So for ages I’ve always wondered whether magic can be inherited or not. So like if your parents are powerful wizards chances are you’ll be one too. So the main reason I've always thought this is due to the fact that whenever you see a powerful character and are then introduced to a family members of theirs, that family member is as powerful or more so.
And I have examples. But I am gonna put a read more cause this is gonna get looooooong.
There's also gonna be spoilers beyond this point if you haven't watched the anime or read the manga.
So first off Laxus is a powerful wizard, he's an s-class wizard at a young age. While you could always say that that is due to his lacrima, I've always believed him to have the potential for powerful magic but because he was born sickly he could never fully achieve it. But then you look at his family and both his dad and grandfather are both powerful wizards. I mean Makarov is a wizard saint, not many get more powerful than that. Even looking back further, while we don't see the full extent of Yuri's magic in action he does appear to be somewhat powerful from the get go.

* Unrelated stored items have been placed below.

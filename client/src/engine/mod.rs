//! Host engine seam
//!
//! Everything the mission and NPC logic needs from the game world goes
//! through [`Engine`]. The sandbox host implements it for the macroquad demo,
//! tests implement it with recording fakes.

pub mod ground;
pub mod model;
pub mod sandbox;

pub use ground::{GroundSample, GroundStrategy};
pub use model::{ModelLoad, ModelLoadError, ModelRequest, DEFAULT_MODEL_LOAD_ATTEMPTS};
pub use sandbox::SandboxEngine;

use serde::{Deserialize, Serialize};

use crate::events::LocalEvent;

/// World position in engine units
#[derive(Debug, Clone, Copy, PartialEq, Default, Serialize, Deserialize)]
pub struct Coords {
    pub x: f32,
    pub y: f32,
    pub z: f32,
}

impl Coords {
    pub const fn new(x: f32, y: f32, z: f32) -> Self {
        Self { x, y, z }
    }

    /// Euclidean 3D distance
    pub fn distance(&self, other: &Coords) -> f32 {
        let dx = self.x - other.x;
        let dy = self.y - other.y;
        let dz = self.z - other.z;
        (dx * dx + dy * dy + dz * dz).sqrt()
    }

    pub fn with_z(self, z: f32) -> Self {
        Self { z, ..self }
    }
}

/// Map marker handle
#[derive(Debug, Clone, Copy, PartialEq, Eq, Hash)]
pub struct BlipHandle(pub u32);

/// Spawned object or ped handle
#[derive(Debug, Clone, Copy, PartialEq, Eq, Hash)]
pub struct EntityHandle(pub u32);

/// Prompt attached to an entity; using it emits `event` locally
#[derive(Debug, Clone, PartialEq)]
pub struct Interaction {
    pub label: String,
    pub event: LocalEvent,
    pub distance: f32,
}

pub trait Engine {
    fn player_position(&self) -> Coords;

    /// Add a waypoint blip with a route to it
    fn add_blip(&mut self, coords: Coords, label: &str) -> BlipHandle;
    fn remove_blip(&mut self, blip: BlipHandle);

    /// Model name is known to the engine at all
    fn is_model_valid(&self, model: &str) -> bool;
    /// Model is shipped with the game assets (stricter than `is_model_valid`)
    fn is_model_in_cdimage(&self, model: &str) -> bool;
    fn request_model(&mut self, model: &str);
    fn has_model_loaded(&self, model: &str) -> bool;
    fn release_model(&mut self, model: &str);

    /// Cast a ray from `from` to `to`, returning the z of the first hit
    fn raycast_ground(&self, from: Coords, to: Coords, ignore: Option<EntityHandle>) -> Option<f32>;
    /// Ground height below (x, y), probing downwards from `from_z`
    fn ground_z(&self, x: f32, y: f32, from_z: f32) -> Option<f32>;

    fn spawn_object(&mut self, model: &str, coords: Coords) -> Option<EntityHandle>;
    fn spawn_ped(&mut self, model: &str, coords: Coords, heading: f32) -> Option<EntityHandle>;
    /// Closest ped within `radius` of `coords`
    fn find_ped_near(&self, coords: Coords, radius: f32) -> Option<EntityHandle>;
    /// Freeze the ped in place, make it invincible and start its idle scenario
    fn configure_ped(&mut self, ped: EntityHandle, scenario: &str);
    fn entity_position(&self, entity: EntityHandle) -> Option<Coords>;
    fn set_entity_position(&mut self, entity: EntityHandle, coords: Coords);
    fn entity_exists(&self, entity: EntityHandle) -> bool;
    fn delete_entity(&mut self, entity: EntityHandle);

    fn add_interaction(&mut self, entity: EntityHandle, interaction: Interaction);
    fn remove_interaction(&mut self, entity: EntityHandle);
}
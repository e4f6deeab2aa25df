use std::collections::VecDeque;

use ewebsock::{WsEvent, WsMessage, WsReceiver, WsSender};

use super::messages::ClientMessage;
use super::protocol::{self, ServerEvent};

#[derive(Debug, Clone, Copy, PartialEq, Eq)]
pub enum ConnectionState {
    Disconnected,
    Connecting,
    Connected,
}

const MAX_RECONNECT_ATTEMPTS: u32 = 3;
/// Seconds between connection attempts
const RECONNECT_INTERVAL: f32 = 2.0;
/// Frames buffered while the socket is still opening
const MAX_PENDING: usize = 32;

struct Socket {
    sender: WsSender,
    receiver: WsReceiver,
}

/// Frame-polled connection to the mission server
pub struct NetworkClient {
    socket: Option<Socket>,
    url: String,
    state: ConnectionState,
    pending: VecDeque<Vec<u8>>,
    reconnect_timer: f32,
    reconnect_attempts: u32,
    was_connected: bool,
    reconnection_failed: bool,
}

impl NetworkClient {
    pub fn new(server_url: &str, player_name: &str) -> Self {
        let mut client = Self {
            socket: None,
            url: connect_url(server_url, player_name),
            state: ConnectionState::Disconnected,
            pending: VecDeque::new(),
            reconnect_timer: 0.0,
            reconnect_attempts: 0,
            was_connected: false,
            reconnection_failed: false,
        };
        client.open();
        client
    }

    fn open(&mut self) {
        log::info!("Connecting to mission server at {}", self.url);
        self.state = ConnectionState::Connecting;

        match ewebsock::connect(&self.url, ewebsock::Options::default()) {
            Ok((sender, receiver)) => self.socket = Some(Socket { sender, receiver }),
            Err(e) => {
                log::error!("Mission server connection failed: {}", e);
                self.state = ConnectionState::Disconnected;
            }
        }
    }

    /// Pump the socket; returns the server events received since the last call
    pub fn poll(&mut self, dt: f32) -> Vec<ServerEvent> {
        let Some(socket) = &self.socket else {
            self.state = ConnectionState::Disconnected;
            self.tick_reconnect(dt);
            return Vec::new();
        };

        let mut raw = Vec::new();
        while let Some(event) = socket.receiver.try_recv() {
            raw.push(event);
        }

        let mut received = Vec::new();
        for event in raw {
            match event {
                WsEvent::Opened => self.on_opened(),
                WsEvent::Message(WsMessage::Binary(bytes)) => {
                    match protocol::decode_message(&bytes).and_then(ServerEvent::from_decoded) {
                        Ok(event) => received.push(event),
                        Err(e) => log::warn!("Dropping server frame: {}", e),
                    }
                }
                WsEvent::Message(WsMessage::Text(text)) => {
                    log::debug!("Ignoring text frame: {}", text);
                }
                WsEvent::Closed => {
                    log::info!("Mission server closed the connection");
                    self.drop_socket();
                }
                WsEvent::Error(err) => {
                    log::error!("Mission server socket error: {}", err);
                    self.drop_socket();
                }
                _ => {}
            }
        }

        received
    }

    fn on_opened(&mut self) {
        log::info!("Connected to mission server");
        self.state = ConnectionState::Connected;
        self.reconnect_attempts = 0;
        self.was_connected = true;

        if let Some(socket) = &mut self.socket {
            if !self.pending.is_empty() {
                log::debug!("Flushing {} buffered frame(s)", self.pending.len());
            }
            for bytes in self.pending.drain(..) {
                socket.sender.send(WsMessage::Binary(bytes));
            }
        }
    }

    fn drop_socket(&mut self) {
        self.socket = None;
        self.state = ConnectionState::Disconnected;
    }

    fn tick_reconnect(&mut self, dt: f32) {
        if self.reconnection_failed {
            return;
        }

        self.reconnect_timer += dt;
        if self.reconnect_timer <= RECONNECT_INTERVAL {
            return;
        }
        self.reconnect_timer = 0.0;

        // The first connect may retry forever; a lost session gets a bounded number
        if self.was_connected {
            if self.reconnect_attempts >= MAX_RECONNECT_ATTEMPTS {
                log::error!("Giving up after {} reconnection attempts", MAX_RECONNECT_ATTEMPTS);
                self.reconnection_failed = true;
                self.pending.clear();
                return;
            }
            self.reconnect_attempts += 1;
            log::info!("Reconnection attempt {}/{}", self.reconnect_attempts, MAX_RECONNECT_ATTEMPTS);
        }
        self.open();
    }

    /// Send a mission message, buffering it while the socket is still opening
    pub fn send(&mut self, msg: &ClientMessage) {
        let (msg_type, data) = msg.to_protocol();
        let bytes = match protocol::encode_message(msg_type, &data) {
            Ok(bytes) => bytes,
            Err(e) => {
                log::error!("Failed to encode {}: {}", msg_type, e);
                return;
            }
        };

        match (&mut self.socket, self.state) {
            (Some(socket), ConnectionState::Connected) => {
                socket.sender.send(WsMessage::Binary(bytes));
            }
            _ if self.reconnection_failed => {
                log::warn!("Offline, dropping {}", msg_type);
            }
            _ => {
                if self.pending.len() >= MAX_PENDING {
                    self.pending.pop_front();
                }
                log::debug!("Not connected yet, buffering {}", msg_type);
                self.pending.push_back(bytes);
            }
        }
    }

    pub fn state(&self) -> ConnectionState {
        self.state
    }

    pub fn is_connected(&self) -> bool {
        self.state == ConnectionState::Connected
    }

    pub fn reconnection_failed(&self) -> bool {
        self.reconnection_failed
    }

    pub fn disconnect(&mut self) {
        self.drop_socket();
        self.pending.clear();
        log::info!("Disconnected from mission server");
    }
}

/// Server url with the player name as query parameter
fn connect_url(server_url: &str, player_name: &str) -> String {
    let mut name = String::with_capacity(player_name.len());
    for byte in player_name.bytes() {
        match byte {
            b'A'..=b'Z' | b'a'..=b'z' | b'0'..=b'9' | b'-' | b'_' | b'.' | b'~' => name.push(byte as char),
            _ => name.push_str(&format!("%{:02X}", byte)),
        }
    }
    let separator = if server_url.contains('?') { '&' } else { '?' };
    format!("{}{}name={}", server_url, separator, name)
}

#[cfg(test)]
mod tests {
    use super::*;

    #[test]
    fn test_connect_url_escapes_name() {
        assert_eq!(
            connect_url("ws://localhost:2567/ws", "Mr Crime"),
            "ws://localhost:2567/ws?name=Mr%20Crime"
        );
        assert_eq!(connect_url("ws://host/ws?room=1", "Jö"), "ws://host/ws?room=1&name=J%C3%B6");
    }
}
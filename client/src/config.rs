//! Client configuration loaded from `client.toml`

use std::path::{Path, PathBuf};

use serde::Deserialize;
use thiserror::Error;

use crate::engine::{Coords, DEFAULT_MODEL_LOAD_ATTEMPTS};

/// Where Mr Crime stands unless configured otherwise
pub const DEFAULT_NPC_COORDS: Coords = Coords::new(123.87, -1082.22, 29.19);
pub const DEFAULT_NPC_HEADING: f32 = 90.0;
pub const DEFAULT_NPC_MODEL: &str = "s_m_y_dealer_01";

#[derive(Debug, Error)]
pub enum ConfigError {
    #[error("failed to read {path:?}: {source}")]
    Io {
        path: PathBuf,
        #[source]
        source: std::io::Error,
    },
    #[error("failed to parse {path:?}: {source}")]
    Parse {
        path: PathBuf,
        #[source]
        source: toml::de::Error,
    },
}

#[derive(Debug, Clone, PartialEq, Deserialize)]
#[serde(default)]
pub struct NpcConfig {
    pub model: String,
    pub coords: Coords,
    pub heading: f32,
    /// Seconds between startup and the first spawn attempt
    pub spawn_delay_secs: f32,
}

impl Default for NpcConfig {
    fn default() -> Self {
        Self {
            model: DEFAULT_NPC_MODEL.to_string(),
            coords: DEFAULT_NPC_COORDS,
            heading: DEFAULT_NPC_HEADING,
            spawn_delay_secs: 8.0,
        }
    }
}

#[derive(Debug, Clone, PartialEq, Deserialize)]
#[serde(default)]
pub struct ClientConfig {
    pub server_url: String,
    pub player_name: String,
    pub npc: NpcConfig,
    /// Frames a model may take to load before giving up
    pub model_load_attempts: u32,
    /// Seconds between position reports to the server
    pub position_interval_secs: f32,
}

impl Default for ClientConfig {
    fn default() -> Self {
        Self {
            server_url: "ws://localhost:2567/ws".to_string(),
            player_name: "Stranger".to_string(),
            npc: NpcConfig::default(),
            model_load_attempts: DEFAULT_MODEL_LOAD_ATTEMPTS,
            position_interval_secs: 1.0,
        }
    }
}

impl ClientConfig {
    pub fn load(path: &Path) -> Result<Self, ConfigError> {
        let content = std::fs::read_to_string(path).map_err(|source| ConfigError::Io {
            path: path.to_path_buf(),
            source,
        })?;
        Self::parse(&content).map_err(|source| ConfigError::Parse {
            path: path.to_path_buf(),
            source,
        })
    }

    pub fn parse(content: &str) -> Result<Self, toml::de::Error> {
        toml::from_str(content)
    }

    /// Load `path` if it exists, otherwise fall back to defaults
    pub fn load_or_default(path: &Path) -> Result<Self, ConfigError> {
        if !path.exists() {
            log::warn!("Config file {:?} not found, using defaults", path);
            return Ok(Self::default());
        }
        Self::load(path)
    }
}

#[cfg(test)]
mod tests {
    use super::*;

    #[test]
    fn test_empty_config_is_default() {
        let config = ClientConfig::parse("").unwrap();
        assert_eq!(config, ClientConfig::default());
        assert_eq!(config.npc.model, "s_m_y_dealer_01");
        assert_eq!(config.npc.spawn_delay_secs, 8.0);
        assert_eq!(config.model_load_attempts, 300);
    }

    #[test]
    fn test_partial_npc_section_keeps_defaults() {
        let config = ClientConfig::parse(
            r#"
server_url = "ws://10.0.0.2:2567/ws"

[npc]
heading = 180.0
coords = { x = 1.0, y = 2.0, z = 3.0 }
"#,
        )
        .unwrap();

        assert_eq!(config.server_url, "ws://10.0.0.2:2567/ws");
        assert_eq!(config.npc.heading, 180.0);
        assert_eq!(config.npc.coords, Coords::new(1.0, 2.0, 3.0));
        assert_eq!(config.npc.model, DEFAULT_NPC_MODEL);
    }

    #[test]
    fn test_invalid_type_is_an_error() {
        assert!(ClientConfig::parse("model_load_attempts = \"lots\"").is_err());
    }

    #[test]
    fn test_missing_file_uses_defaults() {
        let config = ClientConfig::load_or_default(Path::new("/nonexistent/client.toml")).unwrap();
        assert_eq!(config.player_name, "Stranger");
    }
}
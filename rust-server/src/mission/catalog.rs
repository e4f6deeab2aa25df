//! Mission Catalog
//!
//! Loads and caches mission definitions from `missions.toml`.
//! Supports hot-reloading during development.

use std::path::{Path, PathBuf};
use std::sync::Arc;
use tokio::sync::RwLock;
use tracing::{info, warn};

use super::definition::{MissionDefinition, RawMission, ValidationReport, extend_validated};

/// File name of the catalog inside the data directory
pub const CATALOG_FILE: &str = "missions.toml";

/// Validated mission definitions in declaration order
pub struct MissionCatalog {
    missions: RwLock<Vec<Arc<MissionDefinition>>>,
    path: PathBuf,
}

impl MissionCatalog {
    pub fn new(data_dir: &Path) -> Self {
        Self {
            missions: RwLock::new(Vec::new()),
            path: data_dir.join(CATALOG_FILE),
        }
    }

    /// Build a catalog from already validated definitions
    #[cfg(test)]
    pub fn from_definitions(missions: Vec<MissionDefinition>) -> Self {
        Self {
            missions: RwLock::new(missions.into_iter().map(Arc::new).collect()),
            path: PathBuf::new(),
        }
    }

    /// (Re)load the catalog from disk, replacing the current contents
    ///
    /// Invalid entries are dropped; only an unreadable or unparsable file is
    /// an error, in which case the current contents are kept.
    pub async fn load_all(&self) -> Result<ValidationReport, String> {
        info!("Loading missions from {:?}", self.path);

        let report = match tokio::fs::read_to_string(&self.path).await {
            Ok(content) => parse_catalog(&content)
                .map_err(|e| format!("Failed to parse {:?}: {}", self.path, e))?,
            Err(e) if e.kind() == std::io::ErrorKind::NotFound => {
                warn!("Mission catalog does not exist: {:?}", self.path);
                ValidationReport::default()
            }
            Err(e) => return Err(format!("Failed to read {:?}: {}", self.path, e)),
        };

        let mut missions = self.missions.write().await;
        *missions = report.accepted.iter().cloned().map(Arc::new).collect();
        info!("Loaded {} mission definitions", missions.len());

        Ok(report)
    }

    /// Get a mission by ID
    pub async fn get(&self, mission_id: &str) -> Option<Arc<MissionDefinition>> {
        let missions = self.missions.read().await;
        missions.iter().find(|m| m.id == mission_id).cloned()
    }

    /// Snapshot of all missions in catalog order
    pub async fn all(&self) -> Vec<Arc<MissionDefinition>> {
        self.missions.read().await.clone()
    }

    /// Get count of loaded missions
    pub async fn count(&self) -> usize {
        self.missions.read().await.len()
    }

    /// Start file watcher for hot-reload
    /// Returns a channel receiver that signals when reloads occur
    pub fn start_file_watcher(
        self: &Arc<Self>,
    ) -> Result<tokio::sync::mpsc::Receiver<HotReloadEvent>, String> {
        use notify::{Config, EventKind, RecommendedWatcher, RecursiveMode, Watcher};
        use std::time::Duration;

        let watch_dir = self.path.parent()
            .map(Path::to_path_buf)
            .ok_or_else(|| format!("Catalog path {:?} has no parent directory", self.path))?;
        if !watch_dir.exists() {
            return Err(format!("Data directory does not exist: {:?}", watch_dir));
        }

        let (tx, rx) = tokio::sync::mpsc::channel(32);
        let catalog = Arc::clone(self);
        let catalog_path = self.path.clone();
        let rt = tokio::runtime::Handle::current();

        // notify is sync, so the watcher lives on its own thread
        std::thread::spawn(move || {
            let (notify_tx, notify_rx) = std::sync::mpsc::channel();

            let mut watcher = match RecommendedWatcher::new(
                move |res: Result<notify::Event, notify::Error>| {
                    if let Ok(event) = res {
                        let _ = notify_tx.send(event);
                    }
                },
                Config::default().with_poll_interval(Duration::from_secs(1)),
            ) {
                Ok(w) => w,
                Err(e) => {
                    tracing::error!("Failed to create file watcher: {}", e);
                    return;
                }
            };

            if let Err(e) = watcher.watch(&watch_dir, RecursiveMode::NonRecursive) {
                tracing::error!("Failed to watch data directory: {}", e);
                return;
            }

            info!("Mission hot-reload watcher started for {:?}", catalog_path);

            while let Ok(event) = notify_rx.recv() {
                if !matches!(event.kind, EventKind::Modify(_) | EventKind::Create(_)) {
                    continue;
                }
                if !event.paths.iter().any(|p| p.file_name() == catalog_path.file_name()) {
                    continue;
                }

                info!("Detected change in {:?}, triggering reload", catalog_path);

                let catalog = Arc::clone(&catalog);
                let tx = tx.clone();
                rt.spawn(async move {
                    match catalog.load_all().await {
                        Ok(report) => {
                            info!("Hot-reload completed successfully");
                            let _ = tx.send(HotReloadEvent::Reloaded(report.accepted.len())).await;
                        }
                        Err(e) => {
                            tracing::error!("Hot-reload failed: {}", e);
                            let _ = tx.send(HotReloadEvent::Error(e)).await;
                        }
                    }
                });
            }
        });

        Ok(rx)
    }
}

/// Parse catalog text, validating each `[[missions]]` entry on its own
pub fn parse_catalog(content: &str) -> Result<ValidationReport, toml::de::Error> {
    let table: toml::Table = content.parse()?;
    let mut report = ValidationReport::default();

    let entries = match table.get("missions") {
        Some(toml::Value::Array(entries)) => entries.clone(),
        Some(_) => {
            report.reject("'missions' must be an array of tables".to_string());
            return Ok(report);
        }
        None => Vec::new(),
    };

    let mut decoded = Vec::with_capacity(entries.len());
    for (index, entry) in entries.into_iter().enumerate() {
        match entry.try_into::<RawMission>() {
            Ok(raw) => decoded.push(raw),
            Err(e) => report.reject(format!("entry #{} could not be decoded: {}", index + 1, e)),
        }
    }

    extend_validated(&mut report, &decoded);
    Ok(report)
}

/// Events from the hot-reload watcher
#[derive(Debug, Clone)]
pub enum HotReloadEvent {
    /// The catalog was reloaded with this many missions
    Reloaded(usize),
    /// An error occurred during reload
    Error(String),
}
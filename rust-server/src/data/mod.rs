pub mod item_def;
pub mod item_registry;

pub use item_registry::ItemRegistry;
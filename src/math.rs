use glam::{Mat4, Quat, Vec3};

/// Minimum DT between animation keys, in seconds.
///
/// Keys closer together than this encode discontinuities (e.g. converted
/// step segments) and must never be pruned across.
pub const ANIM_DT_MIN: f32 = 2.0 / 120.0;

/// Proportional translation pruning tolerance, squared.
pub const PRUNE_TRANSLATION_PROPORTIONAL_SQ: f32 = 1.0e-4;

/// Absolute translation pruning tolerance, squared.
pub const PRUNE_TRANSLATION_ABSOLUTE_SQ: f32 = 1.0e-8;

/// Rotation pruning tolerance, in radians.
pub const PRUNE_ROTATION_COMPONENT: f32 = 1.0e-3;

/// Componentwise scale pruning tolerance.
pub const PRUNE_SCALE_COMPONENT: f32 = 1.0e-3;

/// Influence weights at or below this are treated as zero.
pub const SKIN_WEIGHT_ZERO_TOL: f32 = 1.0e-4;

/// Scale/rotation/translation triple, the working form of a node transform.
#[derive(Clone, Copy, Debug, PartialEq)]
pub struct Srt {
    /// Non-uniform scale.
    pub scale: Vec3,
    /// Unit rotation.
    pub rotation: Quat,
    /// Translation.
    pub translation: Vec3,
}

impl Default for Srt {
    fn default() -> Self {
        Self {
            scale: Vec3::ONE,
            rotation: Quat::IDENTITY,
            translation: Vec3::ZERO,
        }
    }
}

impl Srt {
    /// Composes the triple into a single matrix as `T * R * S`.
    pub fn to_mat4(&self) -> Mat4 {
        Mat4::from_scale_rotation_translation(self.scale, self.rotation, self.translation)
    }

    /// Decomposes a matrix back into the triple.
    pub fn from_mat4(mat: &Mat4) -> Self {
        let (scale, rotation, translation) = mat.to_scale_rotation_translation();
        Self {
            scale,
            rotation,
            translation,
        }
    }
}

/// Linear blend of two scalars.
pub fn lerp(a: f32, b: f32, s: f32) -> f32 {
    a + (b - a) * s
}

/// Componentwise near-equality against an absolute tolerance.
pub fn nearly_equal(a: f32, b: f32, tol: f32) -> bool {
    (a - b).abs() <= tol
}

/// Componentwise near-equality for vectors.
pub fn nearly_equal_vec3(a: Vec3, b: Vec3, tol: f32) -> bool {
    nearly_equal(a.x, b.x, tol) && nearly_equal(a.y, b.y, tol) && nearly_equal(a.z, b.z, tol)
}

/// Normalized linear interpolation between quaternions.
///
/// Cheaper than slerp and matches the interpolation model of the target
/// renderer, so pruning error is measured against it.
pub fn nlerp(a: Quat, b: Quat, s: f32) -> Quat {
    // glam's lerp normalizes the blended result.
    a.lerp(b, s)
}

/// Cosine of half the rotation angle between two unit quaternions.
///
/// Negative when `b` lies on the far hemisphere relative to `a`.
pub fn quat_half_cos_delta_angle(a: Quat, b: Quat) -> f32 {
    a.dot(b)
}

/// The rotation angle between two unit quaternions, in `[0, 2π]`.
pub fn quat_delta_angle(a: Quat, b: Quat) -> f32 {
    2.0 * a.dot(b).clamp(-1.0, 1.0).acos()
}

/// The minimum rotation angle between two unit quaternions, treating `q`
/// and `-q` as the same rotation. Result is in `[0, π]`.
pub fn quat_abs_min_delta_angle(a: Quat, b: Quat) -> f32 {
    2.0 * a.dot(b).abs().clamp(0.0, 1.0).acos()
}

/// Flips `v` as `1 - v` for every UV in the slice.
///
/// glTF UVs have the origin at the top-left; USD expects bottom-left.
pub fn flip_vs(uvs: &mut [glam::Vec2]) {
    for uv in uvs {
        uv.y = 1.0 - uv.y;
    }
}

/// Applies a `KHR_texture_transform` affine transform to flipped UVs.
///
/// The transform is specified in glTF's top-left UV space, so it is
/// conjugated with the V flip.
pub fn transform_uvs(
    transform: &ufg_json::extensions::texture::TextureTransform,
    uvs: &mut [glam::Vec2],
) {
    if transform.is_identity() {
        return;
    }
    let sx = transform.scale[0];
    let sy = transform.scale[1];
    let rx = transform.rotation.cos();
    let ry = transform.rotation.sin();
    let tx = transform.offset[0];
    let ty = transform.offset[1];
    let m00 = sx * rx;
    let m01 = -sy * ry;
    let m02 = tx - m01;
    let m10 = sx * ry;
    let m11 = sy * rx;
    let m12 = 1.0 - ty - m11;
    for uv in uvs {
        let u = uv.x;
        let v = uv.y;
        uv.x = u * m00 + v * m01 + m02;
        uv.y = u * m10 + v * m11 + m12;
    }
}

#[cfg(test)]
mod tests {
    use super::*;
    use approx::assert_relative_eq;
    use std::f32::consts::PI;

    #[test]
    fn quat_angle_helpers() {
        let a = Quat::IDENTITY;
        let b = Quat::from_rotation_y(PI / 2.0);
        assert_relative_eq!(quat_delta_angle(a, b), PI / 2.0, epsilon = 1e-5);
        assert_relative_eq!(quat_abs_min_delta_angle(a, b), PI / 2.0, epsilon = 1e-5);
        // Negating a quaternion leaves the rotation unchanged.
        assert_relative_eq!(quat_abs_min_delta_angle(a, -b), PI / 2.0, epsilon = 1e-5);
    }

    #[test]
    fn nlerp_normalizes() {
        let a = Quat::IDENTITY;
        let b = Quat::from_rotation_z(1.0);
        let mid = nlerp(a, b, 0.5);
        assert_relative_eq!(mid.length(), 1.0, epsilon = 1e-6);
    }

    #[test]
    fn srt_round_trip() {
        let srt = Srt {
            scale: Vec3::new(2.0, 2.0, 2.0),
            rotation: Quat::from_rotation_x(0.4),
            translation: Vec3::new(1.0, -2.0, 3.0),
        };
        let back = Srt::from_mat4(&srt.to_mat4());
        assert_relative_eq!(back.translation.x, 1.0, epsilon = 1e-5);
        assert_relative_eq!(back.scale.x, 2.0, epsilon = 1e-5);
        assert!(quat_abs_min_delta_angle(back.rotation, srt.rotation) < 1e-4);
    }

    #[test]
    fn uv_flip() {
        let mut uvs = [glam::Vec2::new(0.25, 0.25)];
        flip_vs(&mut uvs);
        assert_relative_eq!(uvs[0].y, 0.75);
    }
}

Then we move onto Cana. Guildarts is considered the most powerful member of Fairytail, the top ranked S-class mage who was even allowed to try a 100 years quest. Cana has shown multiple times how powerful she is, she's the only person in the guild whos been able to wield fairy glitter.
Then we have Erza, now from the very beginning Erza is shown to be an absolute powerhouse, from meeting her it would be easy to assume that she gained her power through grit and determination. However, we are then introduced to one Irene Belserion. Now Irene is cast as a pretty badass person from the start so you can definitely see where Erza gets parts of her personality from. Magically speaking Irene is said to be one of the top members of the spriggan twelve. Now when we first meet a member of the spriggan twelve we meet Brandish who is most likely one of the less powerful ones, but still her magic is described as overwhelming, so Irene's magic must be even more so.
Now Lucy is an interesting case, while Layla did in fact open (and likely closed) the eclipse gate on her own when it required both Lucy and Yukino to do so later, she (if I remember correctly) also had a pre-existing condition which made her magic less powerful? That being said it's shown that she was already a remarkable wizard and even held the respect of Aquarius who seems to have taken her death very hard. Going further back though we also have Anna Heartfilia, Lucy's ancestor. She's described as being one of the most powerful celestial spirit mage of all time.
Now finally while we don't ever learn about their parents or see if either was canonically powerful. I feel it's safe to assume that at least one of their parents was quite powerful. Natsu and Zeref are revealed to be canonically siblings. Now before we get this reveal you would assume that Zeref is only that powerful because of how long he's been alive for and has accumulated that power over the centuries. But we can then assume that he was already pretty powerful at a young age, I imagine had things worked out he would've used the eclipse gate himself instead of teaming up with Anna. We also see that Natsu is already one of Fairytail's powerhouses (honestly why he's not S-class yet is something I'll never understand). So I can imagine that the both of them had the potential for being powerful wizards long before either of them cast their first spell.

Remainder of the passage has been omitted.